The history department’s tally—up from 451 five years ago—is at a 25-year high, a mark also achieved by the departments of philosophy (with 282 majors) and German studies (26). History Chair Alan Rogers attributes his department’s gains to a growing appreciation that “in columnist Thomas Friedman’s words, ‘the world is flat.’” The department, he says, has “globalized [its] core” and drawn students to electives on “American foreign policy, India, Japan, China, Latin America, Africa, and Middle Eastern and Islamic studies.”

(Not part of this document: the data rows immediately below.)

//! `@alias` blocks enumerating string values:
//!
//! ```text
//! ---@alias my.Kind
//! ---| 'first' # description
//! ---| 'second'
//! ```

use super::{strip_marker, tag_word};
use crate::model::{Alias, AliasValue};
use regex::Regex;
use std::sync::LazyLock;

static RE_ALIAS_VALUE: LazyLock<Regex> =
    LazyLock::new(|| Regex::new(r"^\| '([^']+)'(?: # (.+))?$").unwrap());

/// Parse an alias chunk. Returns None unless the `@alias` line is followed
/// exclusively by value lines (blank comment lines aside) and there is at
/// least one value.
pub fn parse_alias(lines: &[String]) -> Option<Alias> {
    let body: Vec<&str> = lines.iter().map(|l| strip_marker(l)).collect();
    let start = body.iter().position(|l| tag_word(l) == Some("@alias"))?;
    let name = body[start].split_whitespace().nth(1)?.to_string();

    let mut values = Vec::new();
    for line in &body[start + 1..] {
        if line.trim().is_empty() {
            continue;
        }
        let caps = RE_ALIAS_VALUE.captures(line.trim_end())?;
        values.push(AliasValue {
            value: caps[1].to_string(),
            desc: caps.get(2).map(|m| m.as_str().to_string()).unwrap_or_default(),
        });
    }

    if values.is_empty() {
        return None;
    }
    Some(Alias { name, values })
}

Within the Carroll School of Management, 760 finance majors account for 38 percent of undergraduate enrollment. They are followed by marketing majors (396) and accounting majors (328). The most popular majors in the Lynch School of Education are human development (315) and elementary education (243).
The trend toward declaring a minor has accelerated since 1995, when 333 undergraduates declared minors in 17 areas of study. Last fall, 1,409 students declared minors in 72 areas. In the College of Arts & Sciences, the most popular minors are international studies (136), history (132), and Hispanic studies (99).
The fall 2005 enrollment figures include 5,908 undergraduates in A&S, 2,000 in the Carroll School, 753 in the Lynch School, and 358 in the Connell School of Nursing. Forty-nine states (South Dakota unaccounted for) are represented. International students total 163.